• _Brief_
Would you please return the lines of the entries below starting at the line that has "a document listing." and ending at the line that has "let updated = doc", both included, exactly as they are?
= Beginning of Section =
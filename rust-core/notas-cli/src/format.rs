// SPDX-License-Identifier: PMPL-1.0-or-later
// Copyright (c) 2026 Jonathan D.A. Jewell (hyperpolymath) <jonathan.jewell@open.ac.uk>
//!
//! Output formatting for the notas CLI.

use std::fmt;

use comfy_table::{Cell, ContentArrangement, Table};
use notas_storage::migration::{MigrationPhase, MigrationProgress};
use notas_storage::Document;

/// Available output formats.
#[derive(Debug, Clone, Copy, PartialEq, Eq)]
pub enum OutputFormat {
    Table,
    Json,
}

impl fmt::Display for OutputFormat {
    fn fmt(&self, f: &mut fmt::Formatter<'_>) -> fmt::Result {
        match self {
            OutputFormat::Table => write!(f, "table"),
            OutputFormat::Json => write!(f, "json"),
        }
    }
}

impl std::str::FromStr for OutputFormat {
    type Err = String;

    fn from_str(s: &str) -> Result<Self, Self::Err> {
        match s.to_lowercase().as_str() {
            "table" => Ok(OutputFormat::Table),
            "json" => Ok(OutputFormat::Json),
            other => Err(format!("Unknown format '{other}'. Valid formats: table, json")),
        }
    }
}

/// Render a document listing.
pub fn format_documents(docs: &[Document], format: OutputFormat) -> String {
    match format {
        OutputFormat::Json => serde_json::to_string_pretty(docs)
            .unwrap_or_else(|e| format!("<unserializable listing: {e}>")),
        OutputFormat::Table => {
            if docs.is_empty() {
                return "(no documents)".to_string();
            }
            let mut table = Table::new();
            table.set_content_arrangement(ContentArrangement::Dynamic);
            table.set_header(vec!["id", "title", "updated"]);
            for doc in docs {
                let updated = doc
                    .updated_at
                    .map(|t| t.to_rfc3339())
                    .unwrap_or_else(|| "-".to_string());
                table.add_row(vec![
                    Cell::new(&doc.id),
                    Cell::new(&doc.title),
                    Cell::new(updated),
                ]);
            }
            table.to_string()
        }
    }
}

/// One-line progress summary, or `None` for updates not worth printing.
pub fn format_progress(progress: &MigrationProgress) -> Option<String> {
    match progress.phase {
        MigrationPhase::Preparing => Some("preparing migration".to_string()),
        MigrationPhase::Migrating => Some(format!(
            "[{}/{}] {}",
            progress.current,
            progress.total,
            progress.current_item.as_deref().unwrap_or("starting")
        )),
        MigrationPhase::Complete => Some(format!(
            "complete: {} processed, {} failed",
            progress.current,
            progress.errors.len()
        )),
        MigrationPhase::Error => Some("migration aborted".to_string()),
    }
}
= End of Section =
• _Answer to this exercise_
/// Render a document listing.
pub fn format_documents(docs: &[Document], format: OutputFormat) -> String {
    match format {
        OutputFormat::Json => serde_json::to_string_pretty(docs)
            .unwrap_or_else(|e| format!("<unserializable listing: {e}>")),
        OutputFormat::Table => {
            if docs.is_empty() {
                return "(no documents)".to_string();
            }
            let mut table = Table::new();
            table.set_content_arrangement(ContentArrangement::Dynamic);
            table.set_header(vec!["id", "title", "updated"]);
            for doc in docs {
                let updated = doc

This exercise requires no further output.